- Your objective:
Copy exactly the lines from the one containing "fn default() ->" through the last line of the records, both included, and nothing more.

- Data supplied:
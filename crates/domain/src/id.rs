//! Typed identifier newtypes backed by UUIDs.
//!
//! Catalog entries are addressed by human-readable string slugs and stay
//! plain `String`s; providers come from an external registry and carry a
//! UUID identity.

use std::fmt;
use std::str::FromStr;

use serde::{Deserialize, Serialize};

/// Unique identifier for a [`Provider`](crate::provider::Provider).
#[derive(Debug, Clone, Copy, PartialEq, Eq, Hash, Serialize, Deserialize)]
pub struct ProviderId(uuid::Uuid);

impl Default for ProviderId {
    fn default() -> Self {
        Self(uuid::Uuid::new_v4())
    }
}

impl ProviderId {
    /// Generate a new random identifier.
    #[must_use]
    pub fn new() -> Self {
        Self::default()
    }

    /// Wrap an existing UUID.
    #[must_use]
    pub fn from_uuid(uuid: uuid::Uuid) -> Self {
        Self(uuid)
    }

    /// Access the inner UUID.
    #[must_use]
    pub fn as_uuid(self) -> uuid::Uuid {
        self.0
    }
}

impl fmt::Display for ProviderId {
    fn fmt(&self, f: &mut fmt::Formatter<'_>) -> fmt::Result {
        self.0.fmt(f)
    }
}

impl FromStr for ProviderId {
    type Err = uuid::Error;

    fn from_str(s: &str) -> Result<Self, Self::Err> {
        uuid::Uuid::parse_str(s).map(Self)
    }
}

- Task answer:
    fn default() -> Self {
        Self(uuid::Uuid::new_v4())
    }
}

impl ProviderId {
    /// Generate a new random identifier.
    #[must_use]
    pub fn new() -> Self {
        Self::default()
    }

    /// Wrap an existing UUID.
    #[must_use]
    pub fn from_uuid(uuid: uuid::Uuid) -> Self {
        Self(uuid)
    }

    /// Access the inner UUID.
    #[must_use]
    pub fn as_uuid(self) -> uuid::Uuid {
        self.0
    }
}

impl fmt::Display for ProviderId {
    fn fmt(&self, f: &mut fmt::Formatter<'_>) -> fmt::Result {
        self.0.fmt(f)
    }
}

impl FromStr for ProviderId {
    type Err = uuid::Error;

    fn from_str(s: &str) -> Result<Self, Self::Err> {
        uuid::Uuid::parse_str(s).map(Self)
    }
}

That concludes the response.